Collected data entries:
===============

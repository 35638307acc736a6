//! A stand-in identity provider signing key for tests.
//!
//! Tokens signed here verify against [`jwks_document`], which a mock
//! provider serves at its `jwks_uri`.

use jsonwebtoken::jwk::JwkSet;
use jsonwebtoken::{Algorithm, EncodingKey, Header};
use serde_json::{Value, json};

/// `kid` of the test key.
pub const KEY_ID: &str = "spoa-auth-test";

const PRIVATE_KEY_PEM: &str = include_str!("../testdata/idp-rsa.pem");

const MODULUS: &str = "6ggmfZgXVANmRiuenmaXffCi_ilV-v6IyJMDLK8SAmWNk0ermi-zz9hcizHX2AJ08c8ObS_wyTujCmrLFmCziI6W4xIJ_Iy9QOvO3HIjvXC5EE9EVxhAlYsr2_Sa-LGS6OxjNfx8-NaIw0BevO-SD0_qmz5sG66uotlp2QfgI11RiHYyGbHWQjcSS9c_UieZkPx0sZ0MSVHAAn0TaGMwp_1OJW7B6SPZjJRHSTFtplJaMrXOF7irheLMF2Qk4_zHg0VDwp6GHA3XCN3DHTYTOm9-A_RFqd10xgZCWvl2eeqo2og60HEAcTTx3FvC4GKhHYK4VM2qYJCBDMiZxJCC-Q";

/// JWKS document publishing the test key.
pub fn jwks_document() -> Value {
    json!({
        "keys": [{
            "kty": "RSA",
            "kid": KEY_ID,
            "use": "sig",
            "alg": "RS256",
            "n": MODULUS,
            "e": "AQAB"
        }]
    })
}

pub fn jwks() -> JwkSet {
    serde_json::from_value(jwks_document()).expect("test JWKS parses")
}

/// Sign `claims` as an RS256 ID token under the test key.
pub fn sign_id_token(claims: &Value) -> String {
    sign_with_kid(claims, KEY_ID)
}

/// Sign with the test key but advertise another `kid`.
pub fn sign_with_kid(claims: &Value, kid: &str) -> String {
    let mut header = Header::new(Algorithm::RS256);
    header.kid = Some(kid.to_string());
    let key = EncodingKey::from_rsa_pem(PRIVATE_KEY_PEM.as_bytes()).expect("test key parses");
    jsonwebtoken::encode(&header, claims, &key).expect("test token signs")
}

===============

Activity: Repeat every entry exactly, leaving nothing out.

Result of the task:
repository 35638307acc736a6
//! A stand-in identity provider signing key for tests.
//!
//! Tokens signed here verify against [`jwks_document`], which a mock
//! provider serves at its `jwks_uri`.

use jsonwebtoken::jwk::JwkSet;
use jsonwebtoken::{Algorithm, EncodingKey, Header};
use serde_json::{Value, json};

/// `kid` of the test key.
pub const KEY_ID: &str = "spoa-auth-test";

const PRIVATE_KEY_PEM: &str = include_str!("../testdata/idp-rsa.pem");

const MODULUS: &str = "6ggmfZgXVANmRiuenmaXffCi_ilV-v6IyJMDLK8SAmWNk0ermi-zz9hcizHX2AJ08c8ObS_wyTujCmrLFmCziI6W4xIJ_Iy9QOvO3HIjvXC5EE9EVxhAlYsr2_Sa-LGS6OxjNfx8-NaIw0BevO-SD0_qmz5sG66uotlp2QfgI11RiHYyGbHWQjcSS9c_UieZkPx0sZ0MSVHAAn0TaGMwp_1OJW7B6SPZjJRHSTFtplJaMrXOF7irheLMF2Qk4_zHg0VDwp6GHA3XCN3DHTYTOm9-A_RFqd10xgZCWvl2eeqo2og60HEAcTTx3FvC4GKhHYK4VM2qYJCBDMiZxJCC-Q";

/// JWKS document publishing the test key.
pub fn jwks_document() -> Value {
    json!({
        "keys": [{
            "kty": "RSA",
            "kid": KEY_ID,
            "use": "sig",
            "alg": "RS256",
            "n": MODULUS,
            "e": "AQAB"
        }]
    })
}

pub fn jwks() -> JwkSet {
    serde_json::from_value(jwks_document()).expect("test JWKS parses")
}

/// Sign `claims` as an RS256 ID token under the test key.
pub fn sign_id_token(claims: &Value) -> String {
    sign_with_kid(claims, KEY_ID)
}

/// Sign with the test key but advertise another `kid`.
pub fn sign_with_kid(claims: &Value, kid: &str) -> String {
    let mut header = Header::new(Algorithm::RS256);
    header.kid = Some(kid.to_string());
    let key = EncodingKey::from_rsa_pem(PRIVATE_KEY_PEM.as_bytes()).expect("test key parses");
    jsonwebtoken::encode(&header, claims, &key).expect("test token signs")
}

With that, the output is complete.